Collected data entries:
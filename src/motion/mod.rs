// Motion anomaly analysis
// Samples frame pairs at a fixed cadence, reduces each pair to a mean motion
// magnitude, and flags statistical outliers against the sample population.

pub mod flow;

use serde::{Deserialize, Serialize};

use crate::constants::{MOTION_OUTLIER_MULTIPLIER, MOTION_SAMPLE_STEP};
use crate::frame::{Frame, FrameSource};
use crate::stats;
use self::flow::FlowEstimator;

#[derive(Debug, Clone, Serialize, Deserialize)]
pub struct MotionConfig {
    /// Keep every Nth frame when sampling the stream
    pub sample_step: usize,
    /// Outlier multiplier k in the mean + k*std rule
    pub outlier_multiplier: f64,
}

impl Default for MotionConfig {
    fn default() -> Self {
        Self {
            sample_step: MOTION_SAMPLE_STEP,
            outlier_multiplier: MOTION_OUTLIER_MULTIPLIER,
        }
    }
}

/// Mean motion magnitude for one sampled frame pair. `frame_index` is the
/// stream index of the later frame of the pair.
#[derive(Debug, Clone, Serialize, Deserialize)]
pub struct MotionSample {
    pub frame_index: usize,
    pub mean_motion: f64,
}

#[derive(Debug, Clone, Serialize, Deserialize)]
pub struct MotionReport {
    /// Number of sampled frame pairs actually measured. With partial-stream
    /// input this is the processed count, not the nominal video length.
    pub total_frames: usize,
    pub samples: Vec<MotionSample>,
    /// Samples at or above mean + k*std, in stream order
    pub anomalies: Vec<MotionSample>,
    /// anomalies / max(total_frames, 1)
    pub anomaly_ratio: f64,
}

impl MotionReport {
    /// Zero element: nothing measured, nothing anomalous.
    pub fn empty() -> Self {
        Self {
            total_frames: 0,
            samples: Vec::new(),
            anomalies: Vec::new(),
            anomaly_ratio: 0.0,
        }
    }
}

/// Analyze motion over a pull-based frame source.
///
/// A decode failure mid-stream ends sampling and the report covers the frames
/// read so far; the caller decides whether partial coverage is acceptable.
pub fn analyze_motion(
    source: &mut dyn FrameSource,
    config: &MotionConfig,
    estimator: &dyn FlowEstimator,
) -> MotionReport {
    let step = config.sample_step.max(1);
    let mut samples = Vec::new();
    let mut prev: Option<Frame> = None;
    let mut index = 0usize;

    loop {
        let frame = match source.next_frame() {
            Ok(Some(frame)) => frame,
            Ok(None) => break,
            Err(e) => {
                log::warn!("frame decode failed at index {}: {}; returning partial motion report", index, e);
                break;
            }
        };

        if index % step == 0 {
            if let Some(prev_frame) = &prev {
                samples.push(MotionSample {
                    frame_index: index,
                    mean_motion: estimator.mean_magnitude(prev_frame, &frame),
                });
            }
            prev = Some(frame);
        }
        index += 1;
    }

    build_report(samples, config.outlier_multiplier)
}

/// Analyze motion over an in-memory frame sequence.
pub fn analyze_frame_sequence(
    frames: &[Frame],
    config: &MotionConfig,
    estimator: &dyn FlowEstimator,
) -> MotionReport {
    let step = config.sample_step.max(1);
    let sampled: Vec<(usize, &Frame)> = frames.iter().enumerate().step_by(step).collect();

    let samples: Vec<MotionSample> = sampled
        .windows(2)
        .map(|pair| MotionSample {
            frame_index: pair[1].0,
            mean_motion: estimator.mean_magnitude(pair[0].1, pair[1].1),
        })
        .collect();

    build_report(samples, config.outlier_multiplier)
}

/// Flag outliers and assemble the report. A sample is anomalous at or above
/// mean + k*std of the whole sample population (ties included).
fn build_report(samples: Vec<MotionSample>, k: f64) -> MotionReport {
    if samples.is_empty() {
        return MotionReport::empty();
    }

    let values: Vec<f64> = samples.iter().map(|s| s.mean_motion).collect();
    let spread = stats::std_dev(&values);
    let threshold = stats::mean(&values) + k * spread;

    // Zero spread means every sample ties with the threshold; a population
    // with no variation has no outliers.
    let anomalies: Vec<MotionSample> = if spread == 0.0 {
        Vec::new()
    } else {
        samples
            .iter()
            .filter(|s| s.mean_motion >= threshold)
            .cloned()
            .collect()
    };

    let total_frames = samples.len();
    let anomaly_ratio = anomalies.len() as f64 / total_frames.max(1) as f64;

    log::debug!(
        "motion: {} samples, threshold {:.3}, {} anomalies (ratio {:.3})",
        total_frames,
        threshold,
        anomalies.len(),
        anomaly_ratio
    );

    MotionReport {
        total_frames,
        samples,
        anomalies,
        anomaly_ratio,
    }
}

How to complete this task:
Would you please copy every line of the data exactly?

Answer to this task:
filename src/motion/mod.rs
// Motion anomaly analysis
// Samples frame pairs at a fixed cadence, reduces each pair to a mean motion
// magnitude, and flags statistical outliers against the sample population.

pub mod flow;

use serde::{Deserialize, Serialize};

use crate::constants::{MOTION_OUTLIER_MULTIPLIER, MOTION_SAMPLE_STEP};
use crate::frame::{Frame, FrameSource};
use crate::stats;
use self::flow::FlowEstimator;

#[derive(Debug, Clone, Serialize, Deserialize)]
pub struct MotionConfig {
    /// Keep every Nth frame when sampling the stream
    pub sample_step: usize,
    /// Outlier multiplier k in the mean + k*std rule
    pub outlier_multiplier: f64,
}

impl Default for MotionConfig {
    fn default() -> Self {
        Self {
            sample_step: MOTION_SAMPLE_STEP,
            outlier_multiplier: MOTION_OUTLIER_MULTIPLIER,
        }
    }
}

/// Mean motion magnitude for one sampled frame pair. `frame_index` is the
/// stream index of the later frame of the pair.
#[derive(Debug, Clone, Serialize, Deserialize)]
pub struct MotionSample {
    pub frame_index: usize,
    pub mean_motion: f64,
}

#[derive(Debug, Clone, Serialize, Deserialize)]
pub struct MotionReport {
    /// Number of sampled frame pairs actually measured. With partial-stream
    /// input this is the processed count, not the nominal video length.
    pub total_frames: usize,
    pub samples: Vec<MotionSample>,
    /// Samples at or above mean + k*std, in stream order
    pub anomalies: Vec<MotionSample>,
    /// anomalies / max(total_frames, 1)
    pub anomaly_ratio: f64,
}

impl MotionReport {
    /// Zero element: nothing measured, nothing anomalous.
    pub fn empty() -> Self {
        Self {
            total_frames: 0,
            samples: Vec::new(),
            anomalies: Vec::new(),
            anomaly_ratio: 0.0,
        }
    }
}

/// Analyze motion over a pull-based frame source.
///
/// A decode failure mid-stream ends sampling and the report covers the frames
/// read so far; the caller decides whether partial coverage is acceptable.
pub fn analyze_motion(
    source: &mut dyn FrameSource,
    config: &MotionConfig,
    estimator: &dyn FlowEstimator,
) -> MotionReport {
    let step = config.sample_step.max(1);
    let mut samples = Vec::new();
    let mut prev: Option<Frame> = None;
    let mut index = 0usize;

    loop {
        let frame = match source.next_frame() {
            Ok(Some(frame)) => frame,
            Ok(None) => break,
            Err(e) => {
                log::warn!("frame decode failed at index {}: {}; returning partial motion report", index, e);
                break;
            }
        };

        if index % step == 0 {
            if let Some(prev_frame) = &prev {
                samples.push(MotionSample {
                    frame_index: index,
                    mean_motion: estimator.mean_magnitude(prev_frame, &frame),
                });
            }
            prev = Some(frame);
        }
        index += 1;
    }

    build_report(samples, config.outlier_multiplier)
}

/// Analyze motion over an in-memory frame sequence.
pub fn analyze_frame_sequence(
    frames: &[Frame],
    config: &MotionConfig,
    estimator: &dyn FlowEstimator,
) -> MotionReport {
    let step = config.sample_step.max(1);
    let sampled: Vec<(usize, &Frame)> = frames.iter().enumerate().step_by(step).collect();

    let samples: Vec<MotionSample> = sampled
        .windows(2)
        .map(|pair| MotionSample {
            frame_index: pair[1].0,
            mean_motion: estimator.mean_magnitude(pair[0].1, pair[1].1),
        })
        .collect();

    build_report(samples, config.outlier_multiplier)
}

/// Flag outliers and assemble the report. A sample is anomalous at or above
/// mean + k*std of the whole sample population (ties included).
fn build_report(samples: Vec<MotionSample>, k: f64) -> MotionReport {
    if samples.is_empty() {
        return MotionReport::empty();
    }

    let values: Vec<f64> = samples.iter().map(|s| s.mean_motion).collect();
    let spread = stats::std_dev(&values);
    let threshold = stats::mean(&values) + k * spread;

    // Zero spread means every sample ties with the threshold; a population
    // with no variation has no outliers.
    let anomalies: Vec<MotionSample> = if spread == 0.0 {
        Vec::new()
    } else {
        samples
            .iter()
            .filter(|s| s.mean_motion >= threshold)
            .cloned()
            .collect()
    };

    let total_frames = samples.len();
    let anomaly_ratio = anomalies.len() as f64 / total_frames.max(1) as f64;

    log::debug!(
        "motion: {} samples, threshold {:.3}, {} anomalies (ratio {:.3})",
        total_frames,
        threshold,
        anomalies.len(),
        anomaly_ratio
    );

    MotionReport {
        total_frames,
        samples,
        anomalies,
        anomaly_ratio,
    }
}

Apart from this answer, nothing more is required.